Task item: From the data below, copy each line that includes the word "models".

Extracted records:
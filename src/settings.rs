use std::path::PathBuf;

use anyhow::{anyhow, Result};
use tokio::sync::RwLock;

use crate::models::{AppConfig, PersistedAppConfig};

/// 最小拍照间隔（毫秒）
const MIN_CAPTURE_INTERVAL_MS: u64 = 50;

pub struct SettingsManager {
    path: PathBuf,
    data: RwLock<PersistedAppConfig>,
}

impl SettingsManager {
    pub async fn new(path: PathBuf) -> Result<Self> {
        if let Some(parent) = path.parent() {
            tokio::fs::create_dir_all(parent).await?;
        }

        let initial = match tokio::fs::read(&path).await {
            Ok(bytes) if !bytes.is_empty() => {
                serde_json::from_slice::<PersistedAppConfig>(&bytes).unwrap_or_default()
            }
            _ => {
                let default = PersistedAppConfig::default();
                let json = serde_json::to_string_pretty(&default)?;
                tokio::fs::write(&path, json).await?;
                default
            }
        };

        Ok(Self {
            path,
            data: RwLock::new(initial),
        })
    }

    pub async fn get(&self) -> PersistedAppConfig {
        self.data.read().await.clone()
    }

    pub async fn update(&self, update: AppConfig) -> Result<PersistedAppConfig> {
        let mut config = self.data.write().await;

        if let Some(interval) = update.capture_interval_ms {
            if interval < MIN_CAPTURE_INTERVAL_MS {
                return Err(anyhow!(
                    "拍照间隔不能小于{}毫秒",
                    MIN_CAPTURE_INTERVAL_MS
                ));
            }
            config.capture_interval_ms = interval;
        }
        if let Some(resolution) = update.target_resolution {
            if resolution.pixel_count() == 0 {
                return Err(anyhow!("目标分辨率无效"));
            }
            config.target_resolution = resolution;
        }
        if let Some(quality) = update.jpeg_quality {
            config.jpeg_quality = quality.clamp(1, 100);
        }
        if let Some(logger) = update.logger_settings {
            config.logger_settings = logger;
        }

        self.save(&config).await?;
        Ok(config.clone())
    }

    async fn save(&self, config: &PersistedAppConfig) -> Result<()> {
        let json = serde_json::to_string_pretty(config)?;
        tokio::fs::write(&self.path, json).await?;
        Ok(())
    }
}

#[cfg(test)]
mod tests {
    use super::*;
    use crate::models::TargetResolution;
    use tempfile::tempdir;

    #[tokio::test]
    async fn test_defaults_written_when_missing() {
        let temp_dir = tempdir().unwrap();
        let path = temp_dir.path().join("nested").join("config.json");

        let settings = SettingsManager::new(path.clone()).await.unwrap();
        assert_eq!(settings.get().await.capture_interval_ms, 200);
        assert!(path.exists());
    }

    #[tokio::test]
    async fn test_update_persists_and_reloads() {
        let temp_dir = tempdir().unwrap();
        let path = temp_dir.path().join("config.json");

        let settings = SettingsManager::new(path.clone()).await.unwrap();
        settings
            .update(AppConfig {
                capture_interval_ms: Some(500),
                target_resolution: Some(TargetResolution {
                    width: 1920,
                    height: 1080,
                }),
                ..Default::default()
            })
            .await
            .unwrap();

        let reloaded = SettingsManager::new(path).await.unwrap().get().await;
        assert_eq!(reloaded.capture_interval_ms, 500);
        assert_eq!(reloaded.target_resolution.width, 1920);
    }

    #[tokio::test]
    async fn test_update_rejects_too_short_interval() {
        let temp_dir = tempdir().unwrap();
        let settings = SettingsManager::new(temp_dir.path().join("config.json"))
            .await
            .unwrap();

        let result = settings
            .update(AppConfig {
                capture_interval_ms: Some(10),
                ..Default::default()
            })
            .await;
        assert!(result.is_err());
        assert_eq!(settings.get().await.capture_interval_ms, 200);
    }
}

Written reply:
use crate::models::{AppConfig, PersistedAppConfig};
    use crate::models::TargetResolution;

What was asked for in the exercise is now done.